At a Center for Health Journalism webinar last week, the NIH’s Dr. Anthony Fauci said he wouldn’t be surprised if the coming months bring a new coronavirus variant that’s capable of evading our current immune responses.

It might be an entirely new lineage worthy of its own Greek letter, London-based virologist Tom Peacock told Andrew Joseph at STAT.

Or the evolving omicron lineage could continue to cause new waves.

There are a number of omicron variants percolating around the globe, Ewan Callaway reports at Nature, but it’s difficult to say which, if any, could unseat the omicron BA.5 strain currently dominating the U.S.

BQ.1, a descendant of BA.5, is rising in some parts of Europe. Descendants of BA.2 — BA.2.75.2 and BA.2.3.20 — are simmering in Asia. (“The names are getting ridiculous,” Peacock said.)

These variants are all accumulating similar changes to the coronavirus’s spike, allowing them to evade existing immunity from previous infections and vaccines.

“I’m fairly confident that at least one of these variants or a combination of them will lead to a new infection wave,” Tom Wenseleers, an evolutionary biologist in Belgium, told Nature. Which one may not matter much, he added, because they all behave similarly.

Pandemic exacerbated domestic violence against Black women

Lockdowns, financial strain, and other pandemic factors created a “perfect storm” that disproportionately trapped Black women at home with abusers, reports Chandra Thomas Whitfield at MIT Technology Review.

“I think that the stress of the pandemic in that moment made it easier for him to hit me,” one survivor told Whitfield.

“If there was not a pandemic going on, I would have left,” said another.

Before the coronavirus hit, Black women were more likely than white women to be killed by an intimate partner. Federal data paint a fuzzy picture of domestic violence in recent years, but Whitfield points to a troubling statistic: There were 405 more murders of Black women and girls in 2020 than in 2019.
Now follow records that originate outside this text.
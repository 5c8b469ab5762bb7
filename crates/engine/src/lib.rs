pub mod apply;
pub mod compiler;
pub mod config;
pub mod dialect;
pub mod error;
pub mod execution;
pub mod keys;
pub mod ledger;
pub mod merge;
pub mod overlay;

pub use apply::{
    ApplyOrchestrator, ApplyOutcome, ApplyPhase, ApplyRequest, ApplySandboxResult, CONFIRMATION_TOKEN,
    ConfirmationReason, Environment,
};
pub use compiler::{KeyColumnMap, MigrationCompiler, MigrationScript};
pub use config::SandboxConfig;
pub use dialect::{Dialect, DialectKind};
pub use error::EngineError;
pub use execution::{ColumnMeta, ConnectionHandle, ExecutionError, ExecutionService};
pub use keys::KeyResolver;
pub use ledger::{ChangeLedger, LedgerEvent, LedgerEventKind, SandboxChangeGroup, Subscription};
pub use merge::RecordOutcome;
pub use overlay::{DeleteDisplay, DisplayRow, OverlayProjector, ProjectedPage, RowOrigin, RowState};

use std::sync::Arc;

use rowstage_core::{ChangeId, Row, RowEdit, RowKey, SandboxChange, SessionId, TableRef};
use rowstage_storage::{PreferenceStore, SqlitePreferenceStore};

/// Everything a working session needs, wired from one [`SandboxConfig`]:
/// ledger, overlay projection, migration compiler, key detection and the
/// apply orchestrator.
pub struct SandboxEngine {
    config: SandboxConfig,
    ledger: Arc<ChangeLedger>,
    projector: OverlayProjector,
    compiler: MigrationCompiler,
    keys: KeyResolver,
    orchestrator: ApplyOrchestrator,
}

impl SandboxEngine {
    pub fn new(
        config: SandboxConfig,
        store: Arc<dyn PreferenceStore>,
        service: Arc<dyn ExecutionService>,
    ) -> Result<Self, EngineError> {
        config.validate()?;
        let ledger = Arc::new(ChangeLedger::new(store, config.storage_key_prefix.clone()));
        let compiler = MigrationCompiler::new(config.statement_warning_threshold);
        Ok(Self {
            projector: OverlayProjector::new(config.delete_display),
            keys: KeyResolver::new(ledger.clone(), service.clone()),
            orchestrator: ApplyOrchestrator::new(ledger.clone(), service, compiler),
            compiler,
            ledger,
            config,
        })
    }

    /// Engine persisting its ledgers to a SQLite file at `path`.
    pub fn open(
        config: SandboxConfig,
        path: &str,
        service: Arc<dyn ExecutionService>,
    ) -> Result<Self, EngineError> {
        let store = SqlitePreferenceStore::open(path)?;
        Self::new(config, Arc::new(store), service)
    }

    pub fn config(&self) -> &SandboxConfig {
        &self.config
    }

    pub fn ledger(&self) -> &Arc<ChangeLedger> {
        &self.ledger
    }

    // ========================================================================
    // Change Ledger
    // ========================================================================

    pub fn activate(&self, session_id: &SessionId) -> Result<(), EngineError> {
        self.ledger.activate(session_id)
    }

    pub fn deactivate(&self, session_id: &SessionId, discard: bool) -> Result<(), EngineError> {
        self.ledger.deactivate(session_id, discard)
    }

    pub fn is_active(&self, session_id: &SessionId) -> bool {
        self.ledger.is_active(session_id)
    }

    pub fn record(&self, session_id: &SessionId, edit: RowEdit) -> Result<RecordOutcome, EngineError> {
        self.ledger.record(session_id, edit)
    }

    pub fn remove(&self, session_id: &SessionId, change_id: ChangeId) -> Result<SandboxChange, EngineError> {
        self.ledger.remove(session_id, change_id)
    }

    pub fn clear_all(&self, session_id: &SessionId) -> Result<usize, EngineError> {
        self.ledger.clear_all(session_id)
    }

    pub fn clear_table(&self, session_id: &SessionId, table: &TableRef) -> Result<usize, EngineError> {
        self.ledger.clear_table(session_id, table)
    }

    pub fn list_grouped(&self, session_id: &SessionId) -> Vec<SandboxChangeGroup> {
        self.ledger.list_grouped(session_id)
    }

    pub fn changes(&self, session_id: &SessionId) -> Vec<SandboxChange> {
        self.ledger.changes(session_id)
    }

    pub fn subscribe<F>(&self, listener: F) -> Subscription
    where
        F: Fn(&LedgerEvent) + Send + Sync + 'static,
    {
        self.ledger.subscribe(listener)
    }

    pub fn set_key_columns(&self, table: TableRef, columns: Vec<String>) {
        self.ledger.set_key_columns(table, columns)
    }

    pub fn assign_primary_key(
        &self,
        session_id: &SessionId,
        change_id: ChangeId,
        key: RowKey,
    ) -> Result<(), EngineError> {
        self.ledger.assign_primary_key(session_id, change_id, key)
    }

    // ========================================================================
    // Overlay Projector
    // ========================================================================

    pub fn project(&self, session_id: &SessionId, table: &TableRef, fetched: &[Row]) -> ProjectedPage {
        self.projector.project(&self.ledger, session_id, table, fetched)
    }

    // ========================================================================
    // Migration Compiler
    // ========================================================================

    pub fn generate(
        &self,
        session_id: &SessionId,
        dialect: DialectKind,
        scope: Option<&TableRef>,
    ) -> Result<MigrationScript, EngineError> {
        self.compiler.generate(&self.ledger, session_id, dialect, scope)
    }

    // ========================================================================
    // Keys and Apply
    // ========================================================================

    pub async fn detect_keys(
        &self,
        handle: &ConnectionHandle,
        table: &TableRef,
    ) -> Result<Option<Vec<String>>, EngineError> {
        self.keys.detect(handle, table).await
    }

    pub async fn apply(&self, request: &ApplyRequest, script: &MigrationScript) -> Result<ApplyOutcome, EngineError> {
        self.orchestrator.apply(request, script).await
    }

    pub fn phase(&self, session_id: &SessionId) -> ApplyPhase {
        self.orchestrator.phase(session_id)
    }

    pub fn is_applying(&self, session_id: &SessionId) -> bool {
        self.orchestrator.is_applying(session_id)
    }
}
Organizations that help women say they observed a rise in need.

Because Black women were disproportionately affected by the health and financial issues during the pandemic, they were particularly vulnerable. Some were afraid to seek police assistance because of a long history of racism in law enforcement and social services agencies.

Unfortunately, some Black women report inequities even after they seek help, said Kandee Lewis, CEO of Positive Results Center, a California nonprofit that aims to prevent domestic violence and sexual assault. Some Black women say they’re judged more harshly at shelters than white women.

“We will see the fallout of the hidden abuse for years to come,” Lewis predicted.

Paxlovid rebound doesn’t indicate poor immune response

Some people who take the antiviral drug Paxlovid find their COVID symptoms and positive tests return after completing the five-day treatment course. This has led to worries the drug might somehow interfere with a proper immune response or long-lasting immunity.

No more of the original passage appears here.